Farah Heron’s Accidentally Engaged is mouthwatering romantic comedy that layers on tropes like a buttery, flaky dough.
Reena Manji is a dedicated baker who’s ready to kick her passion for bread and baking into high gear. When she hears of a couple’s cooking contest with the grand prize being a scholarship to a culinary institute, Reena desperately wants to enter. There’s just one glaring problem: She doesn’t have a partner, or even a boyfriend. But the solution might lie in the shape of hunky Nadim Remtulla. Her British neighbor works for her father, and Reena’s parents already tried to set the pair up. But now Reena needs his help and he’s all too happy to help make her dream a reality.
This book is for anyone who’s discovered the joy of bread-making, especially bakers who hover over their sourdough starters, waiting for them to grow and bloom and get ready to be turned into warm, delicious loaves.
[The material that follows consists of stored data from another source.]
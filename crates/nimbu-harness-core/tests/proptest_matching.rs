// crates/nimbu-harness-core/tests/proptest_matching.rs
// ============================================================================
// Module: Subset-Match Property-Based Tests
// Description: Property tests for structural subset matching.
// Purpose: Validate match soundness and constraint monotonicity.
// ============================================================================

//! Property-based tests for the structural subset-match rule.

#![allow(
    clippy::panic,
    clippy::print_stdout,
    clippy::print_stderr,
    clippy::unwrap_used,
    clippy::expect_used,
    clippy::use_debug,
    clippy::dbg_macro,
    clippy::panic_in_result_fn,
    clippy::unwrap_in_result,
    reason = "Test-only assertions and helpers are permitted."
)]

use nimbu_harness_core::CallbackQuery;
use nimbu_harness_core::ExtensionQuery;
use nimbu_harness_core::ViewType;
use nimbu_harness_core::matches_callback;
use nimbu_harness_core::matches_extension;
use proptest::prelude::*;
use serde_json::Value;
use serde_json::json;

/// Builds a captured extension argument tuple.
fn extension_args(view: &str, slug: Option<&str>, name: &str) -> Vec<Value> {
    vec![
        json!(view),
        slug.map_or(Value::Null, |s| json!(s)),
        json!({ "name": name }),
    ]
}

fn view_strategy() -> impl Strategy<Value = &'static str> {
    prop::sample::select(
        ViewType::ALL
            .iter()
            .map(|view| view.as_str())
            .collect::<Vec<_>>(),
    )
}

proptest! {
    #[test]
    fn candidate_equal_on_constrained_fields_matches(
        view in view_strategy(),
        slug in prop::option::of("[a-z]{1,8}"),
        name in "[a-z]{1,8}",
        constrain_slug in any::<bool>(),
        constrain_name in any::<bool>(),
    ) {
        let args = extension_args(view, slug.as_deref(), &name);
        let mut query = ExtensionQuery::new(view);
        if constrain_slug {
            query = query.with_slug(slug.as_deref().map_or(Value::Null, |s| json!(s)));
        }
        if constrain_name {
            query = query.with_name(name.clone());
        }
        prop_assert!(matches_extension(&query, &args));
    }

    #[test]
    fn removing_a_constraint_never_unmatches(
        view in view_strategy(),
        slug in prop::option::of("[a-z]{1,8}"),
        name in "[a-z]{1,8}",
        candidate_name in "[a-z]{1,8}",
    ) {
        let args = extension_args(view, slug.as_deref(), &candidate_name);
        let full = ExtensionQuery::new(view)
            .with_slug(slug.as_deref().map_or(Value::Null, |s| json!(s)))
            .with_name(name.clone());
        if matches_extension(&full, &args) {
            // Dropping the name constraint must preserve the match.
            let without_name = ExtensionQuery::new(view)
                .with_slug(slug.as_deref().map_or(Value::Null, |s| json!(s)));
            prop_assert!(matches_extension(&without_name, &args));
            // Dropping the slug constraint must preserve the match.
            let without_slug = ExtensionQuery::new(view).with_name(name.clone());
            prop_assert!(matches_extension(&without_slug, &args));
        }
    }

    #[test]
    fn callback_event_mismatch_never_matches(
        slug in prop::option::of("[a-z]{1,8}"),
        query_slug in prop::option::of("[a-z]{1,8}"),
    ) {
        let args = vec![json!("create"), slug.as_deref().map_or(Value::Null, |s| json!(s))];
        let mut query = CallbackQuery::new("update");
        if let Some(s) = query_slug {
            query = query.with_slug(json!(s));
        }
        prop_assert!(!matches_callback(&query, &args));
    }

    #[test]
    fn callback_slug_constraint_is_deep_equality(
        slug in "[a-z]{1,8}",
        other in "[a-z]{1,8}",
    ) {
        let args = vec![json!("save"), json!(slug)];
        let same = CallbackQuery::new("save").with_slug(json!(slug.clone()));
        prop_assert!(matches_callback(&same, &args));
        let differs = CallbackQuery::new("save").with_slug(json!(other.clone()));
        prop_assert_eq!(matches_callback(&differs, &args), slug == other);
    }
}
Food—cooking it, sharing it, eating it—is an extension of love and care in Accidentally Engaged. Much of this wonderful slow-burn romance plays out in the kitchen, and readers will be deliciously tortured by how long it takes Reena and Nadim to realize how well they complement each other. Heron also deepens both characters by exploring their different experiences and backgrounds. While both Reena and Nadia are Muslim and of Indian descent, Reena’s experiences as a Canadian Indian and Nadim’s as a British Indian are different. Heron weaves those divergences into their developing relationship in both subtle moments and more overt discussions, perfectly depicting how a couple organically learns more about one another.
As Reena takes charge of making her dreams happen and Nadim plays the role of supportive and enthusiastic cheerleader amidst complicated family dynamics, Heron hits every romantic beat with a confidence of an author who knows exactly what she’s doing. There are meddling family members, close-quarters cooking, a fake relationship and the dreamy boy next door with his beefy muscles and swoony accent. This book is undoubtedly what Heron would pull out during the Showstopper Challenge on a literary version of “The Great British Bake Off.”